▶ How to complete this task
What follows is a set of records; give them all back exactly.

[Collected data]
******************************
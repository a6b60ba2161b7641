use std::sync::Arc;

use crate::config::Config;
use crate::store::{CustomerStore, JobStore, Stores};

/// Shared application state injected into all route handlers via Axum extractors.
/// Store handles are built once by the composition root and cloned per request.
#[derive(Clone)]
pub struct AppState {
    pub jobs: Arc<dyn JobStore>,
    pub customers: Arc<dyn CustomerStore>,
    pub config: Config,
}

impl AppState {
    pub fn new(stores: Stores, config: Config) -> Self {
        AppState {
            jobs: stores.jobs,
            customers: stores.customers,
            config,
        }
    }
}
******************************
▶ Solution for this task
repository a6b60ba2161b7641
use std::sync::Arc;

use crate::config::Config;
use crate::store::{CustomerStore, JobStore, Stores};

/// Shared application state injected into all route handlers via Axum extractors.
/// Store handles are built once by the composition root and cloned per request.
#[derive(Clone)]
pub struct AppState {
    pub jobs: Arc<dyn JobStore>,
    pub customers: Arc<dyn CustomerStore>,
    pub config: Config,
}

impl AppState {
    pub fn new(stores: Stores, config: Config) -> Self {
        AppState {
            jobs: stores.jobs,
            customers: stores.customers,
            config,
        }
    }
}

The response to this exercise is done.